1.) Finding FN by multiplying the mass by 9.8.
This is a very common mistake and your first problem. The normal force is not necessarily equal to mg in all cases. The normal force FN is the 'equal and opposite' force out that balances a force in to any surface. It is a vector (has magnitude and direction), so that when you add the normal force vector and the vector of the force into a surface, they balance (the sum of the two vectors equal zero). Otherwise, if one or the other force is larger, some object will jump off a surface, or be pushed through it.

The normal force may be mg, but it doesn't have to be. The important thing is that it is exactly what it needs to be (no more and no less) to balance some other force. Take the example of a book sitting on a flat surface (like a table). Gravity pulls the book down mg, so the normal force on the book must be mg up. Now push down on the book with an additional force. The total force down on the book is mg + Fpush, so the normal force acting on the bottom of the book must now be (mg + Fpush) up (otherwise, if the normal force doesn't balance this additional force, I will succeed in pushing the book straight through the table!).
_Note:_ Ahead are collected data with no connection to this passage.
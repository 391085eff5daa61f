use super::*;

/// Holds a state and notifies every attached observer each time the state changes
#[derive(derivative::Derivative)]
#[derivative(Debug)]
pub struct Subject {
    state: i64,
    #[derivative(Debug = "ignore")]
    observers: ObserverList,
    #[derivative(Debug = "ignore")]
    console: Box<dyn Console>,
    #[derivative(Debug = "ignore")]
    state_source: Box<dyn StateSource>,
    /// Pause between changing the state and announcing it
    settle_time: Duration,
}

impl Subject {
    pub fn new(console: Box<dyn Console>, state_source: Box<dyn StateSource>) -> Self {
        Self {
            state: 0,
            observers: ObserverList::new(),
            console,
            state_source,
            settle_time: Duration::from_secs(0),
        }
    }

    pub fn with_settle_time(mut self, settle_time: Duration) -> Self {
        self.settle_time = settle_time;
        self
    }

    pub fn state(&self) -> i64 {
        self.state
    }

    /// Sets the state without notifying anyone
    #[cfg(test)]
    pub fn set_state(&mut self, state: i64) {
        self.state = state;
    }

    pub fn observer_count(&self) -> usize {
        self.observers.len()
    }

    pub fn attach(&mut self, observer: &Rc<dyn Observer>) {
        self.console.println("Subject: Attached an observer.");
        let report = self.observers.attach(observer);
        debug!(
            "attached observer (was empty: {}, now {} attached)",
            report.was_empty,
            self.observers.len()
        );
    }

    pub fn detach(&mut self, observer: &Rc<dyn Observer>) {
        let report = self.observers.detach(observer);
        self.console.println("Subject: Detached an observer.");
        if report.was_attached {
            debug!(
                "detached observer (now empty: {}, {} still attached)",
                report.is_now_empty,
                self.observers.len()
            );
        } else {
            debug!("detached an observer that was not attached");
        }
    }

    /// Calls every attached observer once per entry, in attachment order. Observers only get a
    /// shared reference, so the list can not change while this runs.
    pub fn notify(&self) {
        self.console.println("Subject: Notifying observers...");
        if self.observers.is_empty() {
            trace!("no observers attached");
        }
        for observer in self.observers.iter() {
            match observer {
                Some(observer) => observer.update(self, self.console.as_ref()),
                None => warn!("observer dropped without being detached, skipping it"),
            }
        }
    }

    /// Stands in for real business logic: takes a new state and then notifies. The state is
    /// always assigned before notify() runs.
    pub fn trigger_change(&mut self) {
        self.console.println("");
        self.console.println("Subject: I'm doing something important.");
        self.state = self.state_source.next_state();
        trace!("state set to {}, settling for {:?}", self.state, self.settle_time);
        if self.settle_time > Duration::from_secs(0) {
            sleep(self.settle_time);
        }
        self.console
            .println(&format!("Subject: My state has just changed to: {}", self.state));
        self.notify();
    }
}
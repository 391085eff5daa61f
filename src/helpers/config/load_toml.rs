use super::*;

pub const DEFAULT_TOML_PATH: &str = "observer-demo.toml";

pub fn try_set(
    builder: &mut ConfigBuilder,
    file: &str,
    name: &str,
    value: toml::Value,
) -> Result<(), Box<dyn Error>> {
    let value = match value {
        toml::Value::Integer(i) => ConfigValue::Int(i),
        toml::Value::String(s) => ConfigValue::Text(s),
        other => {
            return Err(format!(
                "{} is not valid for {} (only ints and strings are accepted)",
                other, name
            )
            .into())
        }
    };
    builder.set(name, value, format!("{} in {}", name, file))
}

pub fn load_toml(
    path: &str,
    builder: &mut ConfigBuilder,
    fs: &dyn FilesystemTrait,
) -> Result<(), Box<dyn Error>> {
    let contents = fs
        .read_to_string(path)
        .map_err(|e| format!("failed to read {}: {}", path, e))?;
    let parsed = contents
        .parse::<toml::Value>()
        .map_err(|e| format!("failed to parse {}: {}", path, e))?;
    match parsed {
        toml::Value::Table(table) => {
            for (name, value) in table {
                try_set(builder, path, &name, value).map_err(|e| format!("{}: {}", path, e))?;
            }
            Ok(())
        }
        _ => Err(format!("toplevel value of {} is not a table", path).into()),
    }
}
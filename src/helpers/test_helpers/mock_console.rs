use super::*;

/// Records every line printed to it. Clones share the same record.
#[derive(Clone, Default)]
pub struct MockConsole(Rc<RefCell<Vec<String>>>);

impl MockConsole {
    pub fn new() -> Self {
        Self::default()
    }

    pub fn boxed(&self) -> Box<dyn Console> {
        Box::new(self.clone())
    }

    pub fn lines(&self) -> Vec<String> {
        self.0.borrow().clone()
    }
}

impl Console for MockConsole {
    fn println(&self, line: &str) {
        self.0.borrow_mut().push(line.to_string());
    }
}
/// Where the demo's human-readable output goes. Kept apart from logging, which goes to stderr.
pub trait Console {
    fn println(&self, line: &str);
}

pub fn stdout_console() -> Box<dyn Console> {
    Box::new(StdoutConsole)
}

struct StdoutConsole;

impl Console for StdoutConsole {
    fn println(&self, line: &str) {
        println!("{}", line);
    }
}
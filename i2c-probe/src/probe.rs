//! Deciding how to probe an address, and probing it.
use tracing::{debug, trace};

use crate::{Address, Error};

/// The bus transaction used to check for a device.
#[derive(Debug, Clone, Copy, PartialEq, Eq)]
pub enum ProbeMode {
    /// SMBus "quick command" with the write bit set, carrying no data.
    ///
    /// Known to corrupt the Atmel AT24RF08 EEPROM.
    Quick,
    /// SMBus "receive byte", with the byte thrown away.
    ///
    /// Known to lock up the SMBus on various write-only chips (mainly clock
    /// chips), so it is only used where EEPROMs are expected.
    ReadByte,
}

impl ProbeMode {
    /// Pick the transaction for a 7-bit address.
    ///
    /// `0x30..=0x37` and `0x50..=0x5F` are read, everything else gets a
    /// quick write.
    pub fn for_address(seven_bit_address: u8) -> Self {
        match seven_bit_address {
            0x30..=0x37 | 0x50..=0x5F => ProbeMode::ReadByte,
            _ => ProbeMode::Quick,
        }
    }
}

/// Result of probing one address.
#[derive(Debug, Clone, Copy, PartialEq, Eq)]
pub enum Outcome {
    /// Something acknowledged the probe transaction.
    Present,
    /// The probe transaction failed.
    ///
    /// This covers both "nothing there" and "a device that did not like the
    /// transaction"; the bus gives no way to tell them apart.
    Absent,
    /// The address is in use by another driver, so it was not probed.
    ///
    /// On Linux this usually means a kernel driver is bound to the device,
    /// which strongly suggests the device exists.
    Unavailable,
}

impl Outcome {
    /// Whether a device answered.
    pub fn is_present(self) -> bool {
        matches!(self, Outcome::Present)
    }
}

/// Why a bus handle could not be pointed at an address.
#[derive(Debug)]
pub enum BindError<E> {
    /// The address is claimed by someone else. Not an error as far as
    /// probing is concerned.
    Busy,
    /// Any other failure (bad handle, permissions, adapter refused it).
    Config(E),
}

/// The bus operations needed to probe an address.
///
/// `bind` selects the target address for the subsequent transactions. The
/// binding is handle-wide state, so a handle must not be shared between
/// concurrent probes.
pub trait SmbusProbe {
    /// Error returned by the bus.
    type Error: std::error::Error + Send + Sync + 'static;

    /// Direct subsequent transactions at `address`.
    fn bind(&mut self, address: Address) -> Result<(), BindError<Self::Error>>;

    /// Issue a quick command with the write bit set and no data.
    fn quick_write(&mut self) -> Result<(), Self::Error>;

    /// Read a single byte with no register selection.
    fn read_byte(&mut self) -> Result<u8, Self::Error>;
}

impl<T: SmbusProbe + ?Sized> SmbusProbe for &mut T {
    type Error = T::Error;

    fn bind(&mut self, address: Address) -> Result<(), BindError<Self::Error>> {
        (**self).bind(address)
    }

    fn quick_write(&mut self) -> Result<(), Self::Error> {
        (**self).quick_write()
    }

    fn read_byte(&mut self) -> Result<u8, Self::Error> {
        (**self).read_byte()
    }
}

/// Check whether a device acknowledges `address`.
///
/// The bus is bound to the address once and then one transaction is issued,
/// chosen by [`ProbeMode::for_address`]. Nothing is retried. The binding is
/// left in place afterwards.
///
/// # Errors
///
/// [`Error::Configuration`] if the bus refused the address for any reason
/// other than it being busy. A busy address is [`Outcome::Unavailable`] and a
/// failed transaction is [`Outcome::Absent`]; neither is an error.
pub fn probe<B: SmbusProbe>(bus: &mut B, address: Address) -> Result<Outcome, Error> {
    let mode = address.probe_mode();
    debug!(%address, ?mode, "probing");

    match bus.bind(address) {
        Ok(()) => {}
        Err(BindError::Busy) => {
            debug!(%address, "address is busy, skipping");
            return Ok(Outcome::Unavailable);
        }
        Err(BindError::Config(source)) => {
            return Err(Error::Configuration {
                address,
                source: Box::new(source),
            });
        }
    }

    let result = match mode {
        ProbeMode::Quick => bus.quick_write(),
        // The value is irrelevant, only whether the read went through.
        ProbeMode::ReadByte => bus.read_byte().map(|_| ()),
    };
    let outcome = match result {
        Ok(()) => Outcome::Present,
        Err(e) => {
            trace!(%address, error = %e, "probe transaction failed");
            Outcome::Absent
        }
    };
    debug!(%address, ?outcome);
    Ok(outcome)
}

#[cfg(test)]
mod test {
    use super::*;

    #[test]
    fn read_byte_ranges() {
        for a in 0x03..=0x77u8 {
            let expected = if (0x30..=0x37).contains(&a) || (0x50..=0x5F).contains(&a) {
                ProbeMode::ReadByte
            } else {
                ProbeMode::Quick
            };
            assert_eq!(ProbeMode::for_address(a), expected, "address {a:#04x}");
        }
    }

    #[test]
    fn range_edges() {
        assert_eq!(ProbeMode::for_address(0x2F), ProbeMode::Quick);
        assert_eq!(ProbeMode::for_address(0x30), ProbeMode::ReadByte);
        assert_eq!(ProbeMode::for_address(0x37), ProbeMode::ReadByte);
        assert_eq!(ProbeMode::for_address(0x38), ProbeMode::Quick);
        assert_eq!(ProbeMode::for_address(0x4F), ProbeMode::Quick);
        assert_eq!(ProbeMode::for_address(0x50), ProbeMode::ReadByte);
        assert_eq!(ProbeMode::for_address(0x5F), ProbeMode::ReadByte);
        assert_eq!(ProbeMode::for_address(0x60), ProbeMode::Quick);
    }

    #[test]
    fn only_present_is_present() {
        assert!(Outcome::Present.is_present());
        assert!(!Outcome::Absent.is_present());
        assert!(!Outcome::Unavailable.is_present());
    }
}
use std::process::ExitCode;

use anyhow::Context;
use clap::{CommandFactory, Parser};
use i2c_probe::bus::{BusSelector, I2cBus};
use i2c_probe::{Address, Outcome};
use tracing::info;

use cli::Cli;
use exit::Status;

mod cli;
mod exit;
mod logging;

#[cfg(not(target_os = "linux"))]
compile_error!("i2c-probe needs the Linux i2c-dev interface");

fn main() -> ExitCode {
    let cli = match Cli::try_parse() {
        Ok(cli) => cli,
        Err(e) => {
            // Prints help and version to stdout, errors and usage to stderr.
            let _ = e.print();
            return Status::for_parse_error(&e).into();
        }
    };
    logging::init(cli.verbose);

    let status = match run(&cli) {
        Ok(outcome) => Status::from(outcome),
        Err(e) => {
            let status = Status::for_error(&e);
            eprintln!("Error: {e:#}");
            if status.wants_usage() {
                eprintln!("\n{}", Cli::command().render_usage());
            }
            status
        }
    };
    status.into()
}

fn run(cli: &Cli) -> anyhow::Result<Outcome> {
    let address: Address = cli
        .address
        .parse()
        .context("invalid I2C_ADDRESS argument")?;
    let bus_number = cli
        .bus
        .parse::<BusSelector>()
        .and_then(|selector| selector.resolve())
        .with_context(|| format!("could not look up I2C bus {:?}", cli.bus))?;

    // Closed on drop, whichever way this returns.
    let mut bus = I2cBus::open(bus_number)?;
    let outcome = i2c_probe::probe(&mut bus, address)?;
    info!(%address, bus = %bus.path().display(), ?outcome);
    Ok(outcome)
}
As a further example, take that same book and push it hard, straight into a vertical wall. Now the normal force = Fpush out of the wall (to balance exactly my force Fpush in to the wall). Notice that the normal force now doesn't have anything to do with gravity. Gravity is also acting on the book, however, an amount mg down. If the book is not moving, then this force must be balanced by some other force, equal to mg up. Can you guess what would provide the necessary balancing force against gravity, to keep the book from moving in this case? Think about it for a moment, and then roll over the following text to see if you guessed correctly.

Spoiler
[The force that balances gravity in this case is static friction. The direction of the force is up, against gravity.]
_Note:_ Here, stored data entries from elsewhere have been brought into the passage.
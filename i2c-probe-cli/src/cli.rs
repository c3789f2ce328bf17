use clap::Parser;

/// Check whether a device answers at one I2C address
///
/// Exits with status 0 if a device acknowledged the address, and 1 if nothing
/// did or the address is claimed by a kernel driver. Nothing is printed on
/// success, so it can be used directly in shell conditionals.
///
/// Addresses 0x30-0x37 and 0x50-0x5F are probed with an SMBus read byte,
/// everything else with an SMBus quick write, as i2cdetect does by default.
/// Quick writes can corrupt some EEPROMs, and reads can lock up some
/// write-only chips.
#[derive(Debug, Parser)]
#[command(version, about)]
pub(crate) struct Cli {
    /// Address to probe, 0x03-0x77
    ///
    /// Decimal, hexadecimal with a 0x prefix, or octal with a leading 0.
    #[arg(value_name = "I2C_ADDRESS", allow_hyphen_values = true)]
    pub(crate) address: String,
    /// I2C bus number or adapter name
    #[arg(short, long, env = "I2C_PROBE_BUS", default_value = "1")]
    pub(crate) bus: String,
    /// Log more detail to stderr (repeat for more)
    ///
    /// RUST_LOG takes precedence when set.
    #[arg(short, long, action = clap::ArgAction::Count)]
    pub(crate) verbose: u8,
}
use tracing_subscriber::EnvFilter;

/// Send log output to stderr, at a level set by `RUST_LOG` or else `-v`.
pub(crate) fn init(verbose: u8) {
    let default = match verbose {
        0 => "warn",
        1 => "info",
        2 => "debug",
        _ => "trace",
    };
    let filter = EnvFilter::try_from_default_env().unwrap_or_else(|_| EnvFilter::new(default));
    // Only fails if a subscriber is already installed, which is fine.
    let _ = tracing_subscriber::fmt()
        .with_env_filter(filter)
        .with_writer(std::io::stderr)
        .with_target(false)
        .without_time()
        .try_init();
}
The case of the book pushed against the wall is almost exactly the same as the problem you are considering. The same forces apply, except you don't have a force pushing into the wall (the forces are not balanced, which is why there is a net acceleration). It is the normal force that acts as a 'centripetal force' to hold the rider on a circular path. VERY IMPORTANT CONCEPT: Please remember that 'centripetal force' is a type of force, and not the name of some specific force. 'Centripetal' means 'in towards the center'. So, any force that points 'in towards the center' to keep something moving in a circular path is a centripetal force. Centripetal force can be provided by gravity (it keeps planets moving in orbits), tension (it keeps a rock swung in a sling moving in a circle), or the normal force (as in this case). Centripetal force = m (centripetal acceleration) = mv^2/r.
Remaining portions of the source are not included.